Première partie : La soirée du Ritz. Elle débute par l’apparition d’un « personnage irréel que l’on n’attendait plus » ; « affété comme une gravure de mode, emmitonné dans cet accoutrement d’une autre époque », Proust porte huit manteaux l’un sur l’autre, ce qui ne l’empêche pas de grelotter, même en mai. « Il avait l’air d’un enfant très vieux négligé par sa mère et qui sentait le moisi. » C’est ce qui s’appelle réussir son entrée. Le chapitre deux est tout aux sonorités du nom – « qui s’énonçait « Prou » » – et du palace – « le vlouf ! des chasses d’eau, le broooeeewww de la baignoire qui se vidait, le cloc ! clop ! floc ! plic ! ploc ! du robinet qui gouttait », etc. Marcel Proust (qui détestait qu’on le nomme par son
nom seul) « trouvait le métier d’hôtelier un des plus humains qui soient et savait comme personne que la vie de l’hôtel, où les hommes se fuient, était l’image même de la société. »
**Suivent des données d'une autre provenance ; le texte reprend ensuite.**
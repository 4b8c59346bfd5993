use crate::{
    core::viewport::Viewport, layers::base::LayerTrait, prelude::HashMap,
    rendering::context::RenderContext, MapError, Result,
};

/// Manages layers for the map, handling ordering and rendering
pub struct LayerManager {
    /// All layers indexed by ID
    layers: HashMap<String, Box<dyn LayerTrait>>,
    /// Ordered list of layer IDs for rendering (sorted by z-index)
    render_order: Vec<String>,
}

impl LayerManager {
    pub fn new() -> Self {
        Self {
            layers: HashMap::default(),
            render_order: Vec::new(),
        }
    }

    /// Adds a layer to the manager
    pub fn add_layer(&mut self, layer: Box<dyn LayerTrait>) -> Result<()> {
        let layer_id = layer.id().to_string();
        if self.layers.contains_key(&layer_id) {
            return Err(MapError::Layer(format!("layer {layer_id:?} already exists")));
        }
        let z_index = layer.z_index();

        self.layers.insert(layer_id.clone(), layer);

        // Insert in sorted order by z-index
        let insert_pos = self
            .render_order
            .iter()
            .position(|id| {
                self.layers
                    .get(id)
                    .map(|l| l.z_index() > z_index)
                    .unwrap_or(false)
            })
            .unwrap_or(self.render_order.len());

        self.render_order.insert(insert_pos, layer_id);
        Ok(())
    }

    /// Removes a layer from the manager
    pub fn remove_layer(&mut self, layer_id: &str) -> Option<Box<dyn LayerTrait>> {
        self.render_order.retain(|id| id != layer_id);
        self.layers.remove(layer_id)
    }

    /// Swaps `old` for `new` in one step so callers never observe both or
    /// neither attached. Returns the detached layer.
    pub fn replace_layer(
        &mut self,
        old: Option<&str>,
        new: Box<dyn LayerTrait>,
    ) -> Result<Option<Box<dyn LayerTrait>>> {
        let new_id = new.id();
        if old != Some(new_id) && self.layers.contains_key(new_id) {
            return Err(MapError::Layer(format!("layer {new_id:?} already exists")));
        }

        let removed = old.and_then(|id| self.remove_layer(id));
        self.add_layer(new)?;
        Ok(removed)
    }

    pub fn contains(&self, layer_id: &str) -> bool {
        self.layers.contains_key(layer_id)
    }

    /// Gets a reference to a layer by ID
    pub fn get_layer(&self, layer_id: &str) -> Option<&dyn LayerTrait> {
        self.layers.get(layer_id).map(|l| l.as_ref())
    }

    /// Applies a function to a specific layer mutably
    pub fn with_layer_mut<F, R>(&mut self, layer_id: &str, f: F) -> Option<R>
    where
        F: FnOnce(&mut dyn LayerTrait) -> R,
    {
        self.layers.get_mut(layer_id).map(|layer| f(layer.as_mut()))
    }

    /// Layer IDs in render order
    pub fn list_layers(&self) -> Vec<String> {
        self.render_order.clone()
    }

    /// Applies a function to each layer mutably in render order
    pub fn for_each_layer_mut<F>(&mut self, mut f: F)
    where
        F: FnMut(&mut dyn LayerTrait),
    {
        for id in &self.render_order {
            if let Some(layer) = self.layers.get_mut(id) {
                f(layer.as_mut());
            }
        }
    }

    /// Applies a function to each layer immutably in render order.
    pub fn for_each_layer<F>(&self, mut f: F)
    where
        F: FnMut(&dyn LayerTrait),
    {
        for id in &self.render_order {
            if let Some(layer) = self.layers.get(id) {
                f(layer.as_ref());
            }
        }
    }

    /// Renders all layers in order
    pub fn render(&mut self, context: &mut RenderContext, viewport: &Viewport) -> Result<()> {
        let viewport_bounds = viewport.bounds();

        for layer_id in &self.render_order {
            if let Some(layer) = self.layers.get_mut(layer_id) {
                // Only render visible layers that intersect with viewport
                if layer.is_visible() && layer.intersects_bounds(&viewport_bounds) {
                    layer.render(context, viewport)?;
                }
            }
        }
        Ok(())
    }

    /// Lets every layer advance its state; true when any of them changed
    pub fn update(&mut self, viewport: &Viewport) -> Result<bool> {
        let mut changed = false;
        for layer_id in &self.render_order {
            if let Some(layer) = self.layers.get_mut(layer_id) {
                changed |= layer.update(viewport)?;
            }
        }
        Ok(changed)
    }

    /// Updates the render order based on current z-indices
    pub fn update_render_order(&mut self) {
        let layers = &self.layers;
        self.render_order.sort_by_key(|id| layers.get(id).map(|l| l.z_index()).unwrap_or(0));
    }

    /// Gets the number of layers
    pub fn len(&self) -> usize {
        self.layers.len()
    }

    /// Checks if the manager is empty
    pub fn is_empty(&self) -> bool {
        self.layers.is_empty()
    }
}

impl Default for LayerManager {
    fn default() -> Self {
        Self::new()
    }
}

#[cfg(test)]
mod tests {
    use super::*;
    use crate::{core::geo::WorldBounds, layers::image::ImageLayer};

    fn overlay(id: &str, z: i32) -> Box<dyn LayerTrait> {
        let mut layer = ImageLayer::new(
            id.to_string(),
            format!("https://example/{id}.png"),
            WorldBounds::from_coords(0.0, 0.0, 1.0, 1.0),
        );
        layer.set_z_index(z);
        Box::new(layer)
    }

    #[test]
    fn test_render_order_follows_z_index() {
        let mut manager = LayerManager::new();
        manager.add_layer(overlay("top", 10)).unwrap();
        manager.add_layer(overlay("bottom", 1)).unwrap();
        manager.add_layer(overlay("middle", 5)).unwrap();
        assert_eq!(manager.list_layers(), vec!["bottom", "middle", "top"]);
    }

    #[test]
    fn test_duplicate_ids_rejected() {
        let mut manager = LayerManager::new();
        manager.add_layer(overlay("a", 0)).unwrap();
        assert!(matches!(manager.add_layer(overlay("a", 0)), Err(MapError::Layer(_))));
    }

    #[test]
    fn test_replace_layer_swaps_atomically() {
        let mut manager = LayerManager::new();
        manager.add_layer(overlay("markers-1", 0)).unwrap();

        let removed = manager.replace_layer(Some("markers-1"), overlay("markers-2", 0)).unwrap();
        assert_eq!(removed.map(|l| l.id().to_string()), Some("markers-1".to_string()));
        assert_eq!(manager.list_layers(), vec!["markers-2"]);

        // first build has nothing to detach
        let removed = manager.replace_layer(None, overlay("markers-3", 0)).unwrap();
        assert!(removed.is_none());
        assert_eq!(manager.len(), 2);
    }

    #[test]
    fn test_failed_replace_keeps_old_layer() {
        let mut manager = LayerManager::new();
        manager.add_layer(overlay("a", 0)).unwrap();
        manager.add_layer(overlay("b", 0)).unwrap();

        assert!(manager.replace_layer(Some("a"), overlay("b", 0)).is_err());
        assert!(manager.contains("a"));
        assert!(manager.contains("b"));
    }
}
Ce jeudi soir, Violet et Sydney Schiff ont offert, en tant que mécènes, une représentation du Renard d’Igor Stravinski aux « gensdelettres et amis des zarts ». Ils se targuent d’avoir révélé l’œuvre de Proust aux Anglais et trouvent l’écrivain changé depuis leur dernier passage à Paris. Le « filsàmaman » né en 1871 vient de terminer A la recherche du temps perdu. Déjà introduit par leurs hôtes dans « le petit salon rouge cerise », Joyce qui a salué « madame Sniff » confond ce Schiff avec « Ettore Schmitz, vrai nom d’Italo Svevo, qui avait en partie servi de modèle à Bloom » ou avec Schimpff, libraire, et d’autres Schniff’s. Violet Schiff « guignait Joyce, tout rétrignolé sur son siège, la tête rejetée en arrière, les yeux baissés sous les grosses lentilles, les jambes croisées – sa pose habituelle –, la cheville gauche placée sur le genou droit, qui frottait l’une sur l’autre ses longues mains étroites et baguées qu’il nouait souvent sur les rotules ou bien calait sous le menton. »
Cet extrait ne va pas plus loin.